Skip Navigation Bar

XML MeSH, 2012. Documentation and Availability

1. General

XML MeSH contains all currently maintained MeSH data. A list of XML Data Elements is available. Also available is a conversion table which lists ELHILL MeSH and ASCII MeSH elements, with the corresponding XML MeSH tag. XML also includes data which are not in earlier MeSH formats, such as the concept structure similar to the UMLS. For more detailed information on the concept structure as well as the XML format, a background narrative is available.

2. Restrictions on use

There is no charge. Use of the XML MeSH file data is subject to conditions which are detailed in the Memorandum of Understanding.

3. Availability

The data for Descriptors and Qualifiers are updated annually and users of the data are encouraged to obtain the new year's data.

Supplementary Concept Records (formerly Supplementary Chemical Records) are updated in-house on a daily basis and are released in XML weekly (Sunday). They are coordinated with 2012 MeSH descriptors so that the data elements that refer to specific descriptor, such as the <HeadingMappedTo> element, have been updated to match a descriptor in 2012 MeSH.

MeSH Descriptors and Qualifiers are also published annually in a printed version, including MeSH Trees.

4. File format

4.1 Compressed files

Because the XML MeSH files are considerably larger than ASCII MeSH files, the Descriptor and SCR files are available in both compressed format (ZIP and GZ) format and full format. The file of Qualifiers is the full XML file.

4.2 ASCII and UTF-8

Data in XML MeSH files are encoded in the Unicode character set, specifically UTF-8. Most of the data are in 7-bit ASCII format, i.e., US-ASCII, which is a subset of UTF-8. However, a relatively small number of terms and Annotations contain one or more diacritical characters,  for example, "Carbocaïne", a French trade name for the anesthetic Mepivacaine. (Note the small "i" with dieresis, known in French as the tréma.). These are coded in UTF-8 format and will be correctly displayed by UTF-8 applications. Otherwise they may appear differently in different displays. Codings for diacritics in NLM data can be found in the table MEDLINE Character Database.

4.3 XML tagged format

Like all XML data, XML MeSH data consist in text bounded by beginning and end tags specific for each data element.

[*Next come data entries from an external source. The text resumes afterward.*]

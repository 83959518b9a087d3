//! HTTP API: ingestion, dashboard reads, source map upload and error insight.

pub mod health;

use std::fmt::Write as _;
use std::future::Future;
use std::sync::Arc;
use std::time::Instant;

use anyhow::{Context, Result};
use axum::body::Bytes;
use axum::extract::{DefaultBodyLimit, Query, State};
use axum::http::header::{CONTENT_ENCODING, CONTENT_TYPE, USER_AGENT};
use axum::http::{HeaderMap, Method, StatusCode};
use axum::response::{IntoResponse, Response};
use axum::routing::{get, post};
use axum::{Json, Router};
use serde::Deserialize;
use serde_json::{json, Value};
use sha2::{Digest, Sha256};
use tokio::net::TcpListener;
use tower_http::cors::{Any, CorsLayer};

use crate::aggregate::{Aggregator, Period};
use crate::alert::{AlertEngine, AlertPolicy, Notifier, WebhookNotifier};
use crate::clock::SharedClock;
use crate::codec::{self, DecodeError};
use crate::config::Config;
use crate::ingest::{CidrGeoResolver, GeoResolver, IngestError, Ingestor, NoopGeoResolver, RequestContext};
use crate::insight::{ErrorDescription, InsightProvider, OpenAiInsight, UNAVAILABLE};
use crate::store::{ErrorFilter, SharedStore, StoreError};
use crate::symbolicate::store::{is_safe_component, sanitize_file_name};
use crate::symbolicate::{FsSourceMapStore, SourceMapError, SourceMapStore, Symbolicator};

use self::health::HealthMetrics;

/// Shared handler state.
pub struct AppState {
    pub ingestor: Ingestor,
    pub aggregator: Aggregator,
    pub symbolicator: Arc<Symbolicator>,
    pub sourcemaps: Arc<dyn SourceMapStore>,
    pub insight: Arc<dyn InsightProvider>,
    pub metrics: Option<Arc<HealthMetrics>>,
    pub max_body_bytes: usize,
}

impl AppState {
    /// Wires every component from configuration around an opened store.
    pub fn from_config(
        cfg: &Config,
        store: SharedStore,
        clock: SharedClock,
        metrics: Option<Arc<HealthMetrics>>,
    ) -> Result<Self> {
        let notifier: Option<Arc<dyn Notifier>> = if cfg.alerts.webhook_url.is_empty() {
            tracing::info!("no alert webhook configured, alerting disabled");
            None
        } else {
            let webhook = WebhookNotifier::new(
                &cfg.alerts.webhook_url,
                &cfg.alerts.username,
                cfg.alerts.timeout,
            )
            .context("building webhook client")?;
            Some(Arc::new(webhook))
        };

        let mut alerts = AlertEngine::new(
            AlertPolicy::from(&cfg.alerts),
            Arc::clone(&clock),
            notifier,
            &cfg.alerts.dashboard_url,
        );

        let geo: Arc<dyn GeoResolver> = match &cfg.geo.table_path {
            Some(path) => {
                let table = CidrGeoResolver::load(path)?;
                tracing::info!(path = %path.display(), entries = table.len(), "loaded geo table");
                Arc::new(table)
            }
            None => Arc::new(NoopGeoResolver),
        };

        let sourcemaps: Arc<dyn SourceMapStore> =
            Arc::new(FsSourceMapStore::new(&cfg.symbolication.sourcemap_dir));
        let mut symbolicator = Symbolicator::new(Arc::clone(&sourcemaps));

        if let Some(m) = &metrics {
            alerts = alerts.with_metrics(Arc::clone(m));
            symbolicator = symbolicator.with_metrics(Arc::clone(m));
        }
        let symbolicator = Arc::new(symbolicator);

        let mut ingestor = Ingestor::new(Arc::clone(&store), Arc::new(alerts), geo, Arc::clone(&clock));
        if let Some(m) = &metrics {
            ingestor = ingestor.with_metrics(Arc::clone(m));
        }

        let aggregator = Aggregator::new(
            store,
            Arc::clone(&symbolicator),
            clock,
            cfg.server.recent_error_limit,
            &cfg.symbolication.fallback_release,
        );

        let insight = OpenAiInsight::from_config(&cfg.insight).context("building insight client")?;

        Ok(Self {
            ingestor,
            aggregator,
            symbolicator,
            sourcemaps,
            insight: Arc::new(insight),
            metrics,
            max_body_bytes: cfg.server.max_body_bytes,
        })
    }
}

/// Builds the API router.
pub fn router(state: Arc<AppState>) -> Router {
    let cors = CorsLayer::new()
        .allow_origin(Any)
        .allow_methods([Method::POST, Method::OPTIONS])
        .allow_headers([CONTENT_TYPE, CONTENT_ENCODING]);

    let ingest = Router::new()
        .route("/api/ingest", post(ingest_handler).options(preflight_handler))
        .layer(cors);

    Router::new()
        .merge(ingest)
        .route("/api/stats", get(stats_handler))
        .route("/api/timeseries", get(timeseries_handler))
        .route("/api/demographics", get(demographics_handler))
        .route("/api/sourcemaps", post(upload_handler))
        .route("/api/analyze", post(analyze_handler))
        .layer(DefaultBodyLimit::max(state.max_body_bytes))
        .with_state(state)
}

/// Serves the API on `listener` until `shutdown` resolves.
pub async fn serve(
    listener: TcpListener,
    state: Arc<AppState>,
    shutdown: impl Future<Output = ()> + Send + 'static,
) -> Result<()> {
    let local_addr = listener.local_addr().context("getting local address")?;
    tracing::info!(addr = %local_addr, "api server started");

    axum::serve(listener, router(state))
        .with_graceful_shutdown(shutdown)
        .await
        .context("serving api")?;

    tracing::info!("api server stopped");

    Ok(())
}

/// Observes handler latency when dropped.
struct RouteTimer<'a> {
    metrics: Option<&'a HealthMetrics>,
    route: &'static str,
    started: Instant,
}

impl<'a> RouteTimer<'a> {
    fn start(state: &'a AppState, route: &'static str) -> Self {
        Self {
            metrics: state.metrics.as_deref(),
            route,
            started: Instant::now(),
        }
    }
}

impl Drop for RouteTimer<'_> {
    fn drop(&mut self) {
        if let Some(m) = self.metrics {
            m.request_duration
                .with_label_values(&[self.route])
                .observe(self.started.elapsed().as_secs_f64());
        }
    }
}

fn error_response(status: StatusCode, message: impl Into<String>) -> Response {
    let message: String = message.into();
    (status, Json(json!({ "error": message }))).into_response()
}

fn store_failure(state: &AppState, e: &StoreError) -> Response {
    tracing::error!(error = %e, "store query failed");
    if let Some(m) = &state.metrics {
        m.store_errors.inc();
    }
    error_response(StatusCode::INTERNAL_SERVER_ERROR, "Internal Server Error")
}

fn header_str(headers: &HeaderMap, name: impl axum::http::header::AsHeaderName) -> Option<String> {
    headers
        .get(name)
        .and_then(|v| v.to_str().ok())
        .map(str::to_string)
}

async fn preflight_handler() -> StatusCode {
    StatusCode::NO_CONTENT
}

/// POST /api/ingest
async fn ingest_handler(State(state): State<Arc<AppState>>, headers: HeaderMap, body: Bytes) -> Response {
    let _timer = RouteTimer::start(&state, "ingest");

    let reject = |reason: &str, message: String| {
        if let Some(m) = &state.metrics {
            m.ingest_rejected.with_label_values(&[reason]).inc();
        }
        error_response(StatusCode::BAD_REQUEST, message)
    };

    let encoding = header_str(&headers, CONTENT_ENCODING);
    let decoded = match codec::decode_body(&body, encoding.as_deref(), state.max_body_bytes) {
        Ok(decoded) => decoded,
        Err(e @ DecodeError::TooLarge { .. }) => {
            if let Some(m) = &state.metrics {
                m.ingest_rejected.with_label_values(&["too_large"]).inc();
            }
            return error_response(StatusCode::PAYLOAD_TOO_LARGE, e.to_string());
        }
        Err(e) => return reject("encoding", e.to_string()),
    };

    let value: Value = match serde_json::from_slice(&decoded) {
        Ok(value) => value,
        Err(e) => return reject("json", format!("invalid JSON body: {e}")),
    };

    let ctx = RequestContext {
        user_agent: header_str(&headers, USER_AGENT),
        forwarded_for: header_str(&headers, "x-forwarded-for"),
    };

    match state.ingestor.ingest(&value, &ctx).await {
        Ok(count) => (
            StatusCode::ACCEPTED,
            Json(json!({ "success": true, "count": count })),
        )
            .into_response(),
        Err(IngestError::Validation(message)) => error_response(StatusCode::BAD_REQUEST, message),
        Err(IngestError::Store(_)) => {
            error_response(StatusCode::INTERNAL_SERVER_ERROR, "Internal Server Error")
        }
    }
}

#[derive(Debug, Default, Deserialize)]
#[serde(rename_all = "camelCase")]
struct DashboardQuery {
    app_id: Option<String>,
    period: Option<String>,
    user_id: Option<String>,
    has_replay: Option<String>,
}

impl DashboardQuery {
    fn app_id(&self) -> Option<&str> {
        self.app_id.as_deref().filter(|a| !a.is_empty())
    }

    fn period(&self) -> Period {
        self.period.as_deref().map(Period::parse).unwrap_or_default()
    }

    fn filter(&self) -> ErrorFilter {
        ErrorFilter {
            user_id: self.user_id.clone().filter(|u| !u.is_empty()),
            has_replay: matches!(self.has_replay.as_deref(), Some("true" | "1")),
        }
    }
}

const MISSING_APP_ID: &str = "appId is required";

/// GET /api/stats
async fn stats_handler(State(state): State<Arc<AppState>>, Query(query): Query<DashboardQuery>) -> Response {
    let _timer = RouteTimer::start(&state, "stats");
    let Some(app_id) = query.app_id() else {
        return error_response(StatusCode::BAD_REQUEST, MISSING_APP_ID);
    };

    match state
        .aggregator
        .dashboard(app_id, query.period(), &query.filter())
        .await
    {
        Ok(stats) => Json(stats).into_response(),
        Err(e) => store_failure(&state, &e),
    }
}

/// GET /api/timeseries
async fn timeseries_handler(
    State(state): State<Arc<AppState>>,
    Query(query): Query<DashboardQuery>,
) -> Response {
    let _timer = RouteTimer::start(&state, "timeseries");
    let Some(app_id) = query.app_id() else {
        return error_response(StatusCode::BAD_REQUEST, MISSING_APP_ID);
    };

    match state.aggregator.time_series(app_id, query.period()).await {
        Ok(buckets) => Json(buckets).into_response(),
        Err(e) => store_failure(&state, &e),
    }
}

/// GET /api/demographics
async fn demographics_handler(
    State(state): State<Arc<AppState>>,
    Query(query): Query<DashboardQuery>,
) -> Response {
    let _timer = RouteTimer::start(&state, "demographics");
    let Some(app_id) = query.app_id() else {
        return error_response(StatusCode::BAD_REQUEST, MISSING_APP_ID);
    };

    match state.aggregator.demographics(app_id, query.period()).await {
        Ok(demographics) => Json(demographics).into_response(),
        Err(e) => store_failure(&state, &e),
    }
}

#[derive(Debug, Default, Deserialize)]
struct UploadQuery {
    release: Option<String>,
    name: Option<String>,
}

/// POST /api/sourcemaps?release=..&name=..
async fn upload_handler(
    State(state): State<Arc<AppState>>,
    Query(query): Query<UploadQuery>,
    body: Bytes,
) -> Response {
    let _timer = RouteTimer::start(&state, "sourcemaps");

    let (Some(release), Some(name)) = (query.release.as_deref(), query.name.as_deref()) else {
        return error_response(StatusCode::BAD_REQUEST, "Missing file or release");
    };
    if body.is_empty() {
        return error_response(StatusCode::BAD_REQUEST, "Missing file or release");
    }
    if !is_safe_component(release) {
        return error_response(StatusCode::BAD_REQUEST, "invalid release");
    }
    let Some(file) = sanitize_file_name(name) else {
        return error_response(StatusCode::BAD_REQUEST, "invalid file name");
    };

    match state.sourcemaps.put(release, file, &body).await {
        Ok(()) => {}
        Err(SourceMapError::InvalidName(n)) => {
            return error_response(StatusCode::BAD_REQUEST, format!("invalid name {n:?}"));
        }
        Err(e) => {
            tracing::error!(release, file, error = %e, "source map upload failed");
            return error_response(StatusCode::INTERNAL_SERVER_ERROR, "Upload failed");
        }
    }

    state.symbolicator.invalidate(release, file);
    if let Some(m) = &state.metrics {
        m.sourcemaps_uploaded.inc();
    }

    let digest = Sha256::digest(&body);
    let mut sha256 = String::with_capacity(64);
    for byte in digest.iter() {
        let _ = write!(sha256, "{byte:02x}");
    }

    Json(json!({
        "success": true,
        "path": format!("{release}/{file}"),
        "sha256": sha256,
    }))
    .into_response()
}

/// POST /api/analyze
async fn analyze_handler(State(state): State<Arc<AppState>>, body: Bytes) -> Response {
    let _timer = RouteTimer::start(&state, "analyze");

    let error = match serde_json::from_slice::<Value>(&body) {
        Ok(Value::Object(mut fields)) => fields.remove("error"),
        _ => None,
    };
    let error = error
        .filter(Value::is_object)
        .and_then(|e| serde_json::from_value::<ErrorDescription>(e).ok());

    let Some(error) = error else {
        return error_response(StatusCode::BAD_REQUEST, "Missing error data");
    };

    let outcome = state.insight.explain(&error).await;
    let label = if outcome.is_ok() { "ok" } else { "unavailable" };
    if let Some(m) = &state.metrics {
        m.insight_requests.with_label_values(&[label]).inc();
    }

    match outcome {
        Ok(insight) => Json(json!({ "insight": insight })).into_response(),
        Err(e) => {
            tracing::warn!(error = %e, "insight request failed");
            (
                StatusCode::SERVICE_UNAVAILABLE,
                Json(json!({ "insight": UNAVAILABLE })),
            )
                .into_response()
        }
    }
}
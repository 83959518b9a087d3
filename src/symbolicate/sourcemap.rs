//! Source map (revision 3) parsing and position lookup.
//!
//! Only the pieces needed to map a generated position back to its original
//! source are implemented: `sources`, `sourceRoot`, `names` and the VLQ
//! encoded `mappings` string. Indexed maps (`sections`) are rejected.

use serde::Deserialize;

use super::SourceMapError;

#[derive(Debug, Deserialize)]
#[serde(rename_all = "camelCase")]
struct RawSourceMap {
    version: u32,
    #[serde(default)]
    source_root: Option<String>,
    #[serde(default)]
    sources: Vec<Option<String>>,
    #[serde(default)]
    names: Vec<String>,
    #[serde(default)]
    mappings: Option<String>,
}

#[derive(Debug, Clone, Copy, PartialEq, Eq)]
struct Segment {
    generated_column: u32,
    original: Option<OriginalRef>,
}

#[derive(Debug, Clone, Copy, PartialEq, Eq)]
struct OriginalRef {
    source: u32,
    line: u32,
    column: u32,
    name: Option<u32>,
}

/// An original source position.
#[derive(Debug, Clone, PartialEq, Eq)]
pub struct OriginalLocation<'a> {
    pub source: &'a str,
    /// 1-based line.
    pub line: u32,
    /// 0-based column.
    pub column: u32,
    pub name: Option<&'a str>,
}

/// Parsed, queryable source map.
#[derive(Debug, Clone)]
pub struct SourceMap {
    sources: Vec<String>,
    names: Vec<String>,
    /// Segments per generated line, sorted by generated column.
    lines: Vec<Vec<Segment>>,
}

impl SourceMap {
    /// Parses a source map from its JSON text.
    pub fn parse(text: &str) -> Result<Self, SourceMapError> {
        // Maps served over HTTP may carry an XSSI guard prefix.
        let text = text.strip_prefix(")]}'").unwrap_or(text);
        let raw: RawSourceMap = serde_json::from_str(text)?;

        if raw.version != 3 {
            return Err(SourceMapError::UnsupportedVersion(raw.version));
        }
        let mappings = raw
            .mappings
            .ok_or_else(|| SourceMapError::InvalidMappings("missing mappings".to_string()))?;

        let root = raw
            .source_root
            .filter(|r| !r.is_empty())
            .map(|r| if r.ends_with('/') { r } else { format!("{r}/") });
        let sources = raw
            .sources
            .into_iter()
            .map(|s| {
                let s = s.unwrap_or_default();
                match &root {
                    Some(root) => format!("{root}{s}"),
                    None => s,
                }
            })
            .collect::<Vec<_>>();

        let lines = decode_mappings(&mappings, sources.len(), raw.names.len())?;

        Ok(Self {
            sources,
            names: raw.names,
            lines,
        })
    }

    /// Original position for a generated position.
    ///
    /// `line` is 1-based, `column` 0-based. The closest segment at or before
    /// the column on the same line wins.
    pub fn lookup(&self, line: u32, column: u32) -> Option<OriginalLocation<'_>> {
        let segments = self.lines.get(usize::try_from(line.checked_sub(1)?).ok()?)?;
        let idx = segments.partition_point(|s| s.generated_column <= column);
        let segment = segments.get(idx.checked_sub(1)?)?;
        let original = segment.original?;

        Some(OriginalLocation {
            source: self.sources.get(original.source as usize)?.as_str(),
            line: original.line + 1,
            column: original.column,
            name: original
                .name
                .and_then(|n| self.names.get(n as usize))
                .map(String::as_str),
        })
    }

    /// Number of generated lines with mapping data.
    pub fn line_count(&self) -> usize {
        self.lines.len()
    }
}

fn decode_mappings(
    mappings: &str,
    source_count: usize,
    name_count: usize,
) -> Result<Vec<Vec<Segment>>, SourceMapError> {
    let mut lines = Vec::new();

    let mut source: i64 = 0;
    let mut original_line: i64 = 0;
    let mut original_column: i64 = 0;
    let mut name: i64 = 0;

    for line in mappings.split(';') {
        let mut generated_column: i64 = 0;
        let mut segments = Vec::new();

        for raw in line.split(',').filter(|s| !s.is_empty()) {
            let fields = decode_vlq_segment(raw)?;
            generated_column += fields[0];

            let original = match fields.len() {
                1 => None,
                4 | 5 => {
                    source += fields[1];
                    original_line += fields[2];
                    original_column += fields[3];
                    let name_idx = if fields.len() == 5 {
                        name += fields[4];
                        Some(checked_index(name, name_count, "name")?)
                    } else {
                        None
                    };
                    Some(OriginalRef {
                        source: checked_index(source, source_count, "source")?,
                        line: non_negative(original_line, "original line")?,
                        column: non_negative(original_column, "original column")?,
                        name: name_idx,
                    })
                }
                n => {
                    return Err(SourceMapError::InvalidMappings(format!(
                        "segment {raw:?} has {n} fields"
                    )))
                }
            };

            segments.push(Segment {
                generated_column: non_negative(generated_column, "generated column")?,
                original,
            });
        }

        segments.sort_by_key(|s| s.generated_column);
        lines.push(segments);
    }

    Ok(lines)
}

fn checked_index(value: i64, len: usize, what: &str) -> Result<u32, SourceMapError> {
    let idx = non_negative(value, what)?;
    if idx as usize >= len {
        return Err(SourceMapError::InvalidMappings(format!(
            "{what} index {idx} out of range"
        )));
    }
    Ok(idx)
}

fn non_negative(value: i64, what: &str) -> Result<u32, SourceMapError> {
    u32::try_from(value)
        .map_err(|_| SourceMapError::InvalidMappings(format!("{what} {value} out of range")))
}

fn base64_value(c: u8) -> Option<i64> {
    let v = match c {
        b'A'..=b'Z' => c - b'A',
        b'a'..=b'z' => c - b'a' + 26,
        b'0'..=b'9' => c - b'0' + 52,
        b'+' => 62,
        b'/' => 63,
        _ => return None,
    };
    Some(i64::from(v))
}

/// Decodes one comma-separated segment into its signed VLQ fields.
fn decode_vlq_segment(segment: &str) -> Result<Vec<i64>, SourceMapError> {
    let mut fields = Vec::with_capacity(5);
    let mut value: i64 = 0;
    let mut shift = 0u32;
    let mut pending = false;

    for &c in segment.as_bytes() {
        let digit = base64_value(c).ok_or_else(|| {
            SourceMapError::InvalidMappings(format!("invalid base64 character {:?}", c as char))
        })?;
        if shift > 60 {
            return Err(SourceMapError::InvalidMappings("VLQ value overflow".to_string()));
        }

        value |= (digit & 0x1f) << shift;
        if digit & 0x20 != 0 {
            shift += 5;
            pending = true;
            continue;
        }

        let negative = value & 1 == 1;
        let magnitude = value >> 1;
        fields.push(if negative { -magnitude } else { magnitude });
        value = 0;
        shift = 0;
        pending = false;
    }

    if pending {
        return Err(SourceMapError::InvalidMappings(format!(
            "truncated VLQ segment {segment:?}"
        )));
    }
    Ok(fields)
}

The tag for a Descriptor record for example is:

 <DescriptorRecord ...> ... </DescriptorRecord>

An example of a term is:


Each data element or occurrence is contained on a single line but this is not required by XML format which uses the end tag to unambiguously mark the end of data.

For more detailed information on the XML format of MeSH a background narrative is available.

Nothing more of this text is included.